- _Instructions for the task_
In the records below, count every line where the string "unexpected" appears, and reply with the count only.

- _Available records_
impl<'a> TreeBuilder<'a> {
    fn build(items: &'a [ExprItem]) -> Result<Node<'a>, String> {
        let mut builder = Self { items, position: 0 };
        let node = builder.conditional()?;
        match builder.items.get(builder.position) {
            None => Ok(node),
            Some(ExprItem::Operator(op, _)) => Err(format!("unexpected '{op}'")),
            Some(ExprItem::Atom(atom)) => Err(format!("unexpected '{atom}'")),
        }
    }

    fn peek_operator(&self) -> Option<(Operator, &'a Span)> {
        match self.items.get(self.position) {
            Some(ExprItem::Operator(op, span)) => Some((*op, span)),
            _ => None,
        }
    }

    fn conditional(&mut self) -> Result<Node<'a>, String> {
        let condition = self.binary(0)?;
        if !matches!(self.peek_operator(), Some((Operator::Question, _))) {
            return Ok(condition);
        }
        self.position += 1;
        let then = self.conditional()?;
        if !matches!(self.peek_operator(), Some((Operator::Colon, _))) {
            return Err("expected ':' in conditional expression".into());
        }
        self.position += 1;
        let otherwise = self.conditional()?;
        Ok(Node::Conditional(
            Box::new(condition),
            Box::new(then),
            Box::new(otherwise),
        ))
    }

    fn binary(&mut self, min: u8) -> Result<Node<'a>, String> {
        let mut left = self.unary()?;
        while let Some((op, span)) = self.peek_operator() {
            let Some(current) = precedence(op) else {
                break;
            };
            if current < min {
                break;
            }
            self.position += 1;
            // `**` is right associative
            let next = if op == Operator::Power { current } else { current + 1 };
            let right = self.binary(next)?;
            left = Node::Binary(op, span, Box::new(left), Box::new(right));
        }
        Ok(left)
    }

    fn unary(&mut self) -> Result<Node<'a>, String> {
        match self.peek_operator() {
            Some((Operator::Not, span)) => {
                self.position += 1;
                Ok(Node::Unary(Operator::Not, span, Box::new(self.unary()?)))
            }
            Some((Operator::Minus, span)) => {
                self.position += 1;
                let operand = self.binary(precedence(Operator::Power).unwrap_or(u8::MAX))?;
                Ok(Node::Unary(Operator::Minus, span, Box::new(operand)))
            }
            _ => self.primary(),
        }
    }

    fn primary(&mut self) -> Result<Node<'a>, String> {
        match self.items.get(self.position) {
            Some(ExprItem::Atom(atom)) => {
                self.position += 1;
                Ok(Node::Atom(atom))
            }
            Some(ExprItem::Operator(Operator::LeftParen, _)) => {
                self.position += 1;
                let inner = self.conditional()?;
                if !matches!(self.peek_operator(), Some((Operator::RightParen, _))) {
                    return Err("missing ')'".into());
                }
                self.position += 1;
                Ok(inner)
            }
            Some(ExprItem::Operator(op, _)) => Err(format!("unexpected '{op}'")),
            None => Err("unexpected end of expression".into()),
        }
    }
}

- _Response area_
4